Para tener éxito, los CTAs deben contener un fuerte reclamo visual y captar así en un primer vistazo la atención del usuario. Sin embargo, de nada sirven si no incorporan información de valor añadido o exclusiva, de modo que sean percibidos con un contenido interesante y de calidad. De esta manera es como se logrará que el visitante a la web inmobiliaria pinche e invierta parte de su tiempo en dejar sus datos de contacto para poder recibir ese extra que se le está ofreciendo. Las estadísticas señalan que una única iniciativa de CTA puede incrementar de media en un 2% el porcentaje de usuarios que entra en los contenidos de una página, mientras que si se desarrolla una estrategia de marketing digital continuado, esta tasa crece hasta el 10%.

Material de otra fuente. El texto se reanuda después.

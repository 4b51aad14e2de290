//! Graphics device abstraction
//!
//! The engine core treats the GPU as an opaque capability: create buffers,
//! textures and shaders, write buffer contents, bind state and draw. Backends
//! implement [`GraphicsDevice`]; [`HeadlessDevice`] records every call and is
//! what tests and tools run against.

use std::collections::HashMap;
use std::path::{Path, PathBuf};

use parking_lot::Mutex;
use thiserror::Error;

/// Result type for device operations
pub type DeviceResult<T> = Result<T, DeviceError>;

/// Device errors
#[derive(Error, Debug, Clone, PartialEq, Eq)]
pub enum DeviceError {
    /// Shader compilation failed
    #[error("Shader compilation failed for {path}: {reason}")]
    ShaderCompilation {
        /// Shader source path
        path: String,
        /// Compiler output
        reason: String,
    },
    /// Resource creation failed
    #[error("Resource creation failed: {0}")]
    CreationFailed(String),
    /// Resource exists but cannot be used yet
    #[error("Not ready: {0}")]
    NotReady(String),
    /// Handle does not name a live resource
    #[error("Unknown buffer {0:?}")]
    UnknownBuffer(BufferId),
    /// Write does not fit the buffer
    #[error("Write of {written} bytes exceeds buffer size {size}")]
    BufferOverflow {
        /// Bytes written
        written: usize,
        /// Buffer capacity
        size: usize,
    },
}

/// GPU buffer handle
#[derive(Debug, Clone, Copy, PartialEq, Eq, Hash)]
pub struct BufferId(pub u64);

/// GPU texture handle
#[derive(Debug, Clone, Copy, PartialEq, Eq, Hash)]
pub struct TextureId(pub u64);

/// Compiled shader program handle
#[derive(Debug, Clone, Copy, PartialEq, Eq, Hash)]
pub struct ShaderId(pub u64);

/// What a buffer is bound as
#[derive(Debug, Clone, Copy, PartialEq, Eq)]
pub enum BufferKind {
    /// Vertex data
    Vertex,
    /// `u32` indices
    Index,
    /// Per-draw constants, rewritten through [`GraphicsDevice::update_buffer`]
    Constant,
}

/// Render targets the core draws into
#[derive(Debug, Clone, Copy, PartialEq, Eq)]
pub enum RenderTarget {
    /// Deferred geometry buffer
    GBuffer,
    /// Final back buffer
    BackBuffer,
}

/// GPU capability consumed by the engine core
///
/// Methods take `&self` so one device can be shared across worker threads.
pub trait GraphicsDevice: Send + Sync {
    /// Create a buffer initialised with `data`
    fn create_buffer(&self, kind: BufferKind, data: &[u8]) -> DeviceResult<BufferId>;

    /// Map a buffer, copy `data` to its start and unmap it
    fn update_buffer(&self, buffer: BufferId, data: &[u8]) -> DeviceResult<()>;

    /// Create an RGBA texture from a mip chain (level 0 first)
    fn create_texture(&self, width: u32, height: u32, channels: u32, mips: &[Vec<u8>]) -> DeviceResult<TextureId>;

    /// Compile a shader source with preprocessor defines
    fn compile_shader(&self, source: &Path, defines: &[(String, String)]) -> DeviceResult<ShaderId>;

    /// Select the render target for subsequent draws
    fn set_render_target(&self, target: RenderTarget);

    /// Bind a shader program
    fn bind_shader(&self, shader: ShaderId);

    /// Bind a buffer; `slot` is ignored for vertex and index buffers
    fn bind_buffer(&self, kind: BufferKind, buffer: BufferId, slot: u32);

    /// Bind a texture to a shader slot
    fn bind_texture(&self, slot: u32, texture: TextureId);

    /// Draw indexed triangles from the bound buffers
    fn draw_indexed(&self, index_count: u32, index_offset: u32, vertex_offset: u32);
}

/// Call recorded by [`HeadlessDevice`]
#[derive(Debug, Clone, PartialEq)]
pub enum DeviceCall {
    /// `create_buffer`
    CreateBuffer(BufferKind, BufferId, usize),
    /// `update_buffer`
    UpdateBuffer(BufferId, usize),
    /// `create_texture`
    CreateTexture(TextureId, u32, u32, usize),
    /// `compile_shader`
    CompileShader(ShaderId, PathBuf, Vec<(String, String)>),
    /// `set_render_target`
    SetRenderTarget(RenderTarget),
    /// `bind_shader`
    BindShader(ShaderId),
    /// `bind_buffer`
    BindBuffer(BufferKind, BufferId, u32),
    /// `bind_texture`
    BindTexture(u32, TextureId),
    /// `draw_indexed`
    DrawIndexed {
        /// Number of indices
        index_count: u32,
        /// First index
        index_offset: u32,
        /// Added to every index
        vertex_offset: u32,
    },
}

#[derive(Default)]
struct HeadlessState {
    next_handle: u64,
    buffers: HashMap<BufferId, Vec<u8>>,
    calls: Vec<DeviceCall>,
    fail_compilation: bool,
}

impl HeadlessState {
    fn next(&mut self) -> u64 {
        self.next_handle += 1;
        self.next_handle
    }
}

/// Device that keeps buffers in memory and records every call
#[derive(Default)]
pub struct HeadlessDevice {
    state: Mutex<HeadlessState>,
}

impl HeadlessDevice {
    /// Create a new headless device
    pub fn new() -> Self {
        Self::default()
    }

    /// Make every following shader compilation fail
    pub fn set_fail_compilation(&self, fail: bool) {
        self.state.lock().fail_compilation = fail;
    }

    /// Snapshot of recorded calls
    pub fn calls(&self) -> Vec<DeviceCall> {
        self.state.lock().calls.clone()
    }

    /// Forget recorded calls (buffers are kept)
    pub fn clear_calls(&self) {
        self.state.lock().calls.clear();
    }

    /// Number of recorded draws
    pub fn draw_count(&self) -> usize {
        self.state
            .lock()
            .calls
            .iter()
            .filter(|call| matches!(call, DeviceCall::DrawIndexed { .. }))
            .count()
    }

    /// Number of recorded shader compilations
    pub fn compile_count(&self) -> usize {
        self.state
            .lock()
            .calls
            .iter()
            .filter(|call| matches!(call, DeviceCall::CompileShader(..)))
            .count()
    }

    /// Current contents of a buffer
    pub fn buffer_contents(&self, buffer: BufferId) -> Option<Vec<u8>> {
        self.state.lock().buffers.get(&buffer).cloned()
    }
}

impl GraphicsDevice for HeadlessDevice {
    fn create_buffer(&self, kind: BufferKind, data: &[u8]) -> DeviceResult<BufferId> {
        let mut state = self.state.lock();
        let id = BufferId(state.next());
        state.buffers.insert(id, data.to_vec());
        state.calls.push(DeviceCall::CreateBuffer(kind, id, data.len()));
        Ok(id)
    }

    fn update_buffer(&self, buffer: BufferId, data: &[u8]) -> DeviceResult<()> {
        let mut state = self.state.lock();
        let target = state
            .buffers
            .get_mut(&buffer)
            .ok_or(DeviceError::UnknownBuffer(buffer))?;
        if data.len() > target.len() {
            return Err(DeviceError::BufferOverflow {
                written: data.len(),
                size: target.len(),
            });
        }
        target[..data.len()].copy_from_slice(data);
        state.calls.push(DeviceCall::UpdateBuffer(buffer, data.len()));
        Ok(())
    }

    fn create_texture(&self, width: u32, height: u32, _channels: u32, mips: &[Vec<u8>]) -> DeviceResult<TextureId> {
        if width == 0 || height == 0 || mips.is_empty() {
            return Err(DeviceError::CreationFailed(format!(
                "texture {width}x{height} with {} mips",
                mips.len()
            )));
        }
        let mut state = self.state.lock();
        let id = TextureId(state.next());
        state.calls.push(DeviceCall::CreateTexture(id, width, height, mips.len()));
        Ok(id)
    }

    fn compile_shader(&self, source: &Path, defines: &[(String, String)]) -> DeviceResult<ShaderId> {
        let mut state = self.state.lock();
        let id = ShaderId(state.next());
        state
            .calls
            .push(DeviceCall::CompileShader(id, source.to_path_buf(), defines.to_vec()));
        if state.fail_compilation {
            return Err(DeviceError::ShaderCompilation {
                path: source.display().to_string(),
                reason: "compilation disabled on headless device".to_string(),
            });
        }
        Ok(id)
    }

    fn set_render_target(&self, target: RenderTarget) {
        self.state.lock().calls.push(DeviceCall::SetRenderTarget(target));
    }

    fn bind_shader(&self, shader: ShaderId) {
        self.state.lock().calls.push(DeviceCall::BindShader(shader));
    }

    fn bind_buffer(&self, kind: BufferKind, buffer: BufferId, slot: u32) {
        self.state.lock().calls.push(DeviceCall::BindBuffer(kind, buffer, slot));
    }

    fn bind_texture(&self, slot: u32, texture: TextureId) {
        self.state.lock().calls.push(DeviceCall::BindTexture(slot, texture));
    }

    fn draw_indexed(&self, index_count: u32, index_offset: u32, vertex_offset: u32) {
        self.state.lock().calls.push(DeviceCall::DrawIndexed {
            index_count,
            index_offset,
            vertex_offset,
        });
    }
}

#[cfg(test)]
mod tests {
    use super::*;

    #[test]
    fn test_update_buffer_writes_in_place() {
        let device = HeadlessDevice::new();
        let buffer = device.create_buffer(BufferKind::Constant, &[0u8; 8]).unwrap();
        device.update_buffer(buffer, &[1, 2, 3]).unwrap();
        assert_eq!(device.buffer_contents(buffer).unwrap(), vec![1, 2, 3, 0, 0, 0, 0, 0]);
    }

    #[test]
    fn test_update_buffer_rejects_overflow() {
        let device = HeadlessDevice::new();
        let buffer = device.create_buffer(BufferKind::Constant, &[0u8; 2]).unwrap();
        assert!(matches!(
            device.update_buffer(buffer, &[0u8; 4]),
            Err(DeviceError::BufferOverflow { written: 4, size: 2 })
        ));
        assert!(matches!(
            device.update_buffer(BufferId(999), &[0u8; 1]),
            Err(DeviceError::UnknownBuffer(_))
        ));
    }

    #[test]
    fn test_forced_compile_failure() {
        let device = HeadlessDevice::new();
        assert!(device.compile_shader(Path::new("a.shader"), &[]).is_ok());
        device.set_fail_compilation(true);
        assert!(device.compile_shader(Path::new("a.shader"), &[]).is_err());
        assert_eq!(device.compile_count(), 2);
    }
}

Conectar con las necesidades de los clientes

Un CTA puede incorporarse no solo a la web corporativa de la agencia inmobiliaria, sino que es posible añadirlo en un correo electrónico, dentro de un blog o de una newsletter, o si se está promocionando un evento. Incluso, puede utilizarse en las publicaciones en redes sociales de la entidad. Da igual el tamaño de la agencia o los seguidores que tenga en Internet, ya que cualquiera puede poner en marcha una estrategia de marketing digital basada en CTAs, siempre que está diseñada correctamente.

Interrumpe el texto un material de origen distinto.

//! Environment cube map

use std::path::PathBuf;

use super::{read_path, write_path};
use crate::io::{BinaryReader, BinaryWriter, StreamError};
use crate::scene::component::{ComponentContext, Lifecycle};

/// Sky rendered behind everything else
#[derive(Debug, Clone, Default)]
pub struct Skybox {
    /// Cube map texture
    pub cube_map: Option<PathBuf>,
}

impl Lifecycle for Skybox {
    fn serialize(&self, writer: &mut BinaryWriter<'_>) -> Result<(), StreamError> {
        write_path(writer, self.cube_map.as_deref())
    }

    fn deserialize(&mut self, reader: &mut BinaryReader<'_>, _ctx: &ComponentContext<'_>) -> Result<(), StreamError> {
        self.cube_map = read_path(reader)?;
        Ok(())
    }
}
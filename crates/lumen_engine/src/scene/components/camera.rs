//! Camera component

use crate::foundation::math::{Mat4, Vec4};
use crate::io::{BinaryReader, BinaryWriter, StreamError};
use crate::scene::component::{ComponentContext, Lifecycle};

/// Projection model
#[derive(Debug, Clone, Copy, PartialEq, Eq, Default)]
pub enum Projection {
    /// Perspective with a vertical field of view
    #[default]
    Perspective,
    /// Orthographic, sized by the field of view value in world units
    Orthographic,
}

impl Projection {
    const fn as_u32(self) -> u32 {
        match self {
            Self::Perspective => 0,
            Self::Orthographic => 1,
        }
    }

    fn from_u32(value: u32) -> Result<Self, StreamError> {
        match value {
            0 => Ok(Self::Perspective),
            1 => Ok(Self::Orthographic),
            other => Err(StreamError::InvalidData(format!("projection {other}"))),
        }
    }
}

/// Point of view the renderer draws from
#[derive(Debug, Clone)]
pub struct Camera {
    /// Vertical field of view in radians
    pub fov: f32,
    /// Near clip plane
    pub near: f32,
    /// Far clip plane
    pub far: f32,
    /// Projection model
    pub projection: Projection,
    /// Color the G-buffer is cleared to
    pub clear_color: Vec4,
    /// Viewport width over height
    pub aspect: f32,
    view: Mat4,
}

impl Default for Camera {
    fn default() -> Self {
        Self {
            fov: 60f32.to_radians(),
            near: 0.3,
            far: 1000.0,
            projection: Projection::Perspective,
            clear_color: Vec4::new(0.0, 0.0, 0.0, 1.0),
            aspect: 16.0 / 9.0,
            view: Mat4::identity(),
        }
    }
}

impl Camera {
    /// Projection matrix
    pub fn projection_matrix(&self) -> Mat4 {
        match self.projection {
            Projection::Perspective => Mat4::new_perspective(self.aspect, self.fov, self.near, self.far),
            Projection::Orthographic => {
                let half_height = self.fov * 0.5;
                let half_width = half_height * self.aspect;
                Mat4::new_orthographic(-half_width, half_width, -half_height, half_height, self.near, self.far)
            }
        }
    }

    /// View matrix as of the last update
    pub const fn view_matrix(&self) -> &Mat4 {
        &self.view
    }

    /// Recompute the view from the camera's world matrix
    pub fn update_view(&mut self, world: &Mat4) {
        self.view = world.try_inverse().unwrap_or_else(Mat4::identity);
    }

    /// Projection times view
    pub fn view_projection(&self) -> Mat4 {
        self.projection_matrix() * self.view
    }
}

impl Lifecycle for Camera {
    fn on_initialize(&mut self, ctx: &ComponentContext<'_>) {
        self.update_view(&ctx.world);
    }

    fn on_update(&mut self, ctx: &ComponentContext<'_>, _delta_time: f32) {
        self.update_view(&ctx.world);
    }

    fn serialize(&self, writer: &mut BinaryWriter<'_>) -> Result<(), StreamError> {
        writer.write_f32(self.fov)?;
        writer.write_f32(self.near)?;
        writer.write_f32(self.far)?;
        writer.write_u32(self.projection.as_u32())?;
        writer.write_vec4(&self.clear_color)
    }

    fn deserialize(&mut self, reader: &mut BinaryReader<'_>, ctx: &ComponentContext<'_>) -> Result<(), StreamError> {
        self.fov = reader.read_f32()?;
        self.near = reader.read_f32()?;
        self.far = reader.read_f32()?;
        self.projection = Projection::from_u32(reader.read_u32()?)?;
        self.clear_color = reader.read_vec4()?;
        self.update_view(&ctx.world);
        Ok(())
    }
}

#[cfg(test)]
mod tests {
    use super::*;
    use crate::foundation::math::Vec3;
    use crate::scene::EntityId;
    use approx::assert_relative_eq;

    #[test]
    fn test_view_is_inverse_world() {
        let world = Mat4::new_translation(&Vec3::new(0.0, 0.0, 5.0));
        let ctx = ComponentContext {
            owner: EntityId(1),
            world,
            siblings: &[],
            cache: None,
        };
        let mut camera = Camera::default();
        camera.on_update(&ctx, 0.016);
        assert_relative_eq!(camera.view_matrix() * world, Mat4::identity(), epsilon = 1e-5);
    }
}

Veamos pues los 5 pasos para implementar una estrategia de CTA:

  1. Definir quién es el público objetivo al que va a dirigirse y qué tipo de activos inmobiliarios pueden estar buscando.
  2. Cómo se quiere diseñar visualmente la CTA para que esté en consonancia con la página web de la agencia y los valores que quiere comunicar a la sociedad.
  3. Qué se quiere escribir en la CTA, en qué idioma y con qué tono.
  4. Definir si la CTA está limitada en el tiempo o no, algo clave, por ejemplo, en el caso de que se lleven a cabo promociones u ofertas limitadas.
  5. Dónde se van a colocar los CTAs, concretando si se quiere invertir dinero para su difusión a través de diferentes plataformas en la Red.
  6. Cómo se van a monitorizar y medir los resultados (por ejemplo, existen vías muy efectivas, como Google Analytics o los mapas de calor de Hotjar).

A pesar de todas estas cuestiones, es importante tener presente que las claves para el éxito de una CTA residen fundamentalmente en que quede claro el público al que va dirigida, que se difunda en el momento propicio para ellos y que les aporten un valor añadido que no puedan satisfacer por otras vías más directas. En general, esta y otras estrategias de marketing digital, complementadas con campañas comerciales más convencionales pueden retroalimentarse y promover mayores réditos en forma de incremento en el número de clientes para los profesionales.

La actual coyuntura, marcada por una recuperación económica, unos bajos tipos de interés (que están dinamizando, por ejemplo, la solicitud de préstamos hipotecarios) y el mayor optimismo por la vacunación y la llegada de fondos europeos a España, parece ser un momento propicio para estudiar una estrategia de CTA ambiciosa, que puede significar un importante estímulo para cualquier agencia inmobiliaria en la nueva realidad surgida de la pandemia.